What to do: Scan the entries below. List each line with "Interrupter".

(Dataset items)
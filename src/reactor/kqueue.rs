use super::{EventDesc, Interrupter};
use ffi::{self, RawFd};
use instance::IoMode;

use libc::{kevent, kqueue, EVFILT_READ, EVFILT_WRITE, EV_ADD, EV_CLEAR,
           EV_DELETE, EV_EOF, EV_ERROR};
use std::io;
use std::mem;
use std::ptr;

const MAX_EVENTS: usize = 128;

pub struct Backend {
    kq: RawFd,
    intr: Interrupter,
}

impl Backend {
    pub fn new() -> io::Result<Self> {
        let kq = libc_try!(kqueue());
        let intr = Interrupter::new()?;
        let backend = Backend { kq: kq, intr: intr };
        let kev = make_kevent(backend.intr.reader_fd(), EVFILT_READ, EV_ADD);
        libc_try!(kevent(
            backend.kq,
            &kev,
            1,
            ptr::null_mut(),
            0,
            ptr::null()
        ));
        Ok(backend)
    }

    pub fn register(&self, fd: RawFd, mode: IoMode) -> bool {
        let mut kevs = Vec::with_capacity(2);
        if mode.contains(IoMode::READ) {
            kevs.push(make_kevent(fd, EVFILT_READ, EV_ADD | EV_CLEAR));
        }
        if mode.contains(IoMode::WRITE) {
            kevs.push(make_kevent(fd, EVFILT_WRITE, EV_ADD | EV_CLEAR));
        }
        let rc = unsafe {
            kevent(
                self.kq,
                kevs.as_ptr(),
                kevs.len() as i32,
                ptr::null_mut(),
                0,
                ptr::null(),
            )
        };
        rc == 0
    }

    pub fn deregister(&self, fd: RawFd) {
        let kevs = [
            make_kevent(fd, EVFILT_READ, EV_DELETE),
            make_kevent(fd, EVFILT_WRITE, EV_DELETE),
        ];
        // A handle registered read-only reports ENOENT for the write filter.
        for kev in &kevs {
            libc_ign!(kevent(self.kq, kev, 1, ptr::null_mut(), 0, ptr::null()));
        }
    }

    pub fn wake(&self) {
        self.intr.interrupt();
    }

    pub fn wait(&self, events: &mut Vec<EventDesc>) {
        events.clear();
        let mut kevs: [libc::kevent; MAX_EVENTS] = unsafe { mem::zeroed() };
        let n = unsafe {
            kevent(
                self.kq,
                ptr::null(),
                0,
                kevs.as_mut_ptr(),
                MAX_EVENTS as i32,
                ptr::null(),
            )
        };
        if n < 0 {
            return;
        }
        for kev in &kevs[..n as usize] {
            let fd = kev.ident as RawFd;
            if fd == self.intr.reader_fd() {
                self.intr.drain();
                continue;
            }
            events.push(EventDesc {
                fd: fd,
                input: kev.filter == EVFILT_READ,
                output: kev.filter == EVFILT_WRITE,
                error: kev.flags & (EV_ERROR | EV_EOF) != 0,
            });
        }
    }
}

impl Drop for Backend {
    fn drop(&mut self) {
        ffi::close(self.kq);
    }
}

fn make_kevent(fd: RawFd, filter: i16, flags: u16) -> libc::kevent {
    libc::kevent {
        ident: fd as ::libc::uintptr_t,
        filter: filter,
        flags: flags,
        fflags: 0,
        data: 0,
        udata: ptr::null_mut(),
    }
}
extern crate streamio;

use streamio::*;

use std::io::{self, Cursor, Read, Write};
use std::sync::mpsc;
use std::sync::{Arc, Mutex};
use std::time::Duration;

const TIMEOUT: Duration = Duration::from_secs(10);

#[derive(Clone)]
struct SharedWriter(Arc<Mutex<Vec<u8>>>);

impl SharedWriter {
    fn new() -> SharedWriter {
        SharedWriter(Arc::new(Mutex::new(Vec::new())))
    }

    fn take(&self) -> Vec<u8> {
        self.0.lock().unwrap().clone()
    }
}

impl Write for SharedWriter {
    fn write(&mut self, buf: &[u8]) -> io::Result<usize> {
        self.0.lock().unwrap().extend_from_slice(buf);
        Ok(buf.len())
    }

    fn flush(&mut self) -> io::Result<()> {
        Ok(())
    }
}

struct FailingReader;

impl Read for FailingReader {
    fn read(&mut self, _buf: &mut [u8]) -> io::Result<usize> {
        Err(io::Error::new(io::ErrorKind::Other, "broken body"))
    }
}

/// Blocks every read on a channel so the test controls exactly when the
/// body bytes become available.
struct GatedReader {
    gate: mpsc::Receiver<Vec<u8>>,
}

impl Read for GatedReader {
    fn read(&mut self, buf: &mut [u8]) -> io::Result<usize> {
        match self.gate.recv() {
            Ok(data) => {
                let n = data.len().min(buf.len());
                buf[..n].copy_from_slice(&data[..n]);
                Ok(n)
            }
            Err(_) => Ok(0),
        }
    }
}

#[test]
fn headers_and_bodies_reach_the_target_in_element_order() {
    let pool = Arc::new(ThreadPool::new(2).unwrap());
    let sink = SharedWriter::new();
    let target = StreamSimulator::from_writer(sink.clone(), pool.clone());

    let out = AsyncOutput::new(target);
    assert!(out.write(b"HDR1|"));
    assert!(out.copy_from(
        StreamSimulator::from_reader(Cursor::new(vec![b'A'; 8]), pool.clone()),
        8,
    ));
    assert!(out.write(b"|HDR2|"));
    assert!(out.copy_from(
        StreamSimulator::from_reader(Cursor::new(vec![b'B'; 3]), pool),
        3,
    ));

    let (tx, rx) = mpsc::channel();
    assert!(out.start_writing(Box::new(move |is_error| tx.send(is_error).unwrap())));
    assert!(!rx.recv_timeout(TIMEOUT).unwrap());
    assert_eq!(sink.take(), b"HDR1|AAAAAAAA|HDR2|BBB".to_vec());
    assert!(!out.is_error_occurred());
}

#[test]
fn appends_during_a_body_copy_stay_ordered_behind_it() {
    let (gate_tx, gate_rx) = mpsc::channel();
    let pool = Arc::new(ThreadPool::new(2).unwrap());
    let sink = SharedWriter::new();
    let target = StreamSimulator::from_writer(sink.clone(), pool.clone());
    let body = StreamSimulator::from_reader(GatedReader { gate: gate_rx }, pool);

    let out = AsyncOutput::new(target);
    assert!(out.copy_from(body, 4));
    let (tx, rx) = mpsc::channel();
    assert!(out.start_writing(Box::new(move |is_error| tx.send(is_error).unwrap())));

    // Appended while the body read is still blocked: it must neither
    // overtake the body nor let the writer complete early.
    assert!(out.write(b"XX"));
    std::thread::sleep(Duration::from_millis(50));
    assert!(rx.try_recv().is_err());
    assert!(sink.take().is_empty());

    gate_tx.send(b"AAAA".to_vec()).unwrap();
    assert!(!rx.recv_timeout(TIMEOUT).unwrap());
    assert_eq!(sink.take(), b"AAAAXX".to_vec());
}

#[test]
fn start_writing_twice_is_refused() {
    let (gate_tx, gate_rx) = mpsc::channel();
    let pool = Arc::new(ThreadPool::new(1).unwrap());
    let target = StreamSimulator::from_writer(GatedWriter { gate: gate_rx }, pool);
    let out = AsyncOutput::new(target);
    assert!(out.write(b"pending"));

    let (tx, rx) = mpsc::channel();
    assert!(out.start_writing(Box::new(move |is_error| tx.send(is_error).unwrap())));
    assert!(!out.start_writing(Box::new(|_| panic!("refused call must not fire"))));

    drop(gate_tx);
    assert!(!rx.recv_timeout(TIMEOUT).unwrap());
}

#[test]
fn an_empty_sequence_completes_immediately() {
    let pool = Arc::new(ThreadPool::new(1).unwrap());
    let target = StreamSimulator::from_writer(SharedWriter::new(), pool);
    let out = AsyncOutput::new(target);

    let (tx, rx) = mpsc::channel();
    assert!(out.start_writing(Box::new(move |is_error| tx.send(is_error).unwrap())));
    assert!(!rx.recv_timeout(TIMEOUT).unwrap());
}

#[test]
fn a_failing_body_reports_the_overall_error() {
    let pool = Arc::new(ThreadPool::new(2).unwrap());
    let sink = SharedWriter::new();
    let target = StreamSimulator::from_writer(sink.clone(), pool.clone());

    let out = AsyncOutput::new(target);
    out.write(b"head");
    out.copy_from(StreamSimulator::from_reader(FailingReader, pool), 16);

    let (tx, rx) = mpsc::channel();
    assert!(out.start_writing(Box::new(move |is_error| tx.send(is_error).unwrap())));
    assert!(rx.recv_timeout(TIMEOUT).unwrap());
    assert!(out.is_error_occurred());
    // The header preceding the broken body still went out.
    assert_eq!(sink.take(), b"head".to_vec());

    // The writer is finished; later appends are refused.
    assert!(!out.write(b"late"));
}

/// Blocks every write on a channel; dropping the sender releases it.
struct GatedWriter {
    gate: mpsc::Receiver<()>,
}

impl Write for GatedWriter {
    fn write(&mut self, buf: &[u8]) -> io::Result<usize> {
        let _ = self.gate.recv();
        Ok(buf.len())
    }

    fn flush(&mut self) -> io::Result<()> {
        Ok(())
    }
}

#[test]
fn close_is_idempotent_and_reports_unfinished_work() {
    let (gate_tx, gate_rx) = mpsc::channel();
    let pool = Arc::new(ThreadPool::new(1).unwrap());
    let target = StreamSimulator::from_writer(GatedWriter { gate: gate_rx }, pool);
    let out = AsyncOutput::new(target);
    out.write(b"never sent");

    let fired = Arc::new(Mutex::new(Vec::new()));
    let log = fired.clone();
    assert!(out.start_writing(Box::new(move |is_error| log.lock().unwrap().push(is_error))));
    out.close();
    out.close();

    let log = fired.lock().unwrap().clone();
    assert_eq!(log, vec![true]);

    // Unblock the dispatcher thread so the pool can join it.
    drop(gate_tx);
}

Solution below:
use super::{EventDesc, Interrupter};
    intr: Interrupter,
        let intr = Interrupter::new()?;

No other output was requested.